Scan the listing below for "ApifyClient", then report every line that has it.

### Extracted records
□ □ □ □
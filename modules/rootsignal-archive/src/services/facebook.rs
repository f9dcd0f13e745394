// Facebook service: posts only (no topic search support).
// Wraps ApifyClient, returns universal content types.

use anyhow::Result;
use apify_client::ApifyClient;
use chrono::{DateTime, NaiveDateTime, Utc};
use tracing::info;
use uuid::Uuid;

use crate::store::InsertPost;
use crate::text_extract;

/// Raw fetched post before persistence.
pub(crate) struct FetchedPost {
    pub post: InsertPost,
}

pub(crate) struct FacebookService {
    client: ApifyClient,
}

impl FacebookService {
    pub(crate) fn new(client: ApifyClient) -> Self {
        Self { client }
    }

    /// Fetch posts from a Facebook page.
    pub(crate) async fn fetch_posts(
        &self,
        identifier: &str,
        source_id: Uuid,
        limit: u32,
    ) -> Result<Vec<FetchedPost>> {
        info!(identifier, limit, "facebook: fetching posts");

        let raw = self.client.scrape_facebook_posts(identifier, limit).await?;

        let posts = raw
            .into_iter()
            .filter_map(|p| {
                let text = p.text.filter(|t| !t.is_empty())?;
                let content_hash = rootsignal_common::content_hash(&text).to_string();

                let engagement = serde_json::json!({
                    "likes": p.likes,
                    "comments": p.comments,
                    "shares": p.shares,
                });

                let mentions = text_extract::extract_mentions(&text);
                let hashtags = text_extract::extract_hashtags(&text);

                Some(FetchedPost {
                    post: InsertPost {
                        source_id,
                        content_hash,
                        text: Some(text),
                        author: p.page_name,
                        location: None,
                        engagement: Some(engagement),
                        published_at: p.time.as_deref().and_then(|s| {
                            DateTime::parse_from_rfc3339(s)
                                .map(|dt| dt.with_timezone(&Utc))
                                .ok()
                                .or_else(|| {
                                    NaiveDateTime::parse_from_str(s, "%Y-%m-%d %H:%M:%S")
                                        .map(|ndt| ndt.and_utc())
                                        .ok()
                                })
                        }),
                        permalink: p.url,
                        mentions,
                        hashtags,
                        media_type: None,
                        platform_id: None,
                    },
                })
            })
            .collect();

        Ok(posts)
    }
}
□ □ □ □
### Output for this task
// Wraps ApifyClient, returns universal content types.
use apify_client::ApifyClient;
    client: ApifyClient,
    pub(crate) fn new(client: ApifyClient) -> Self {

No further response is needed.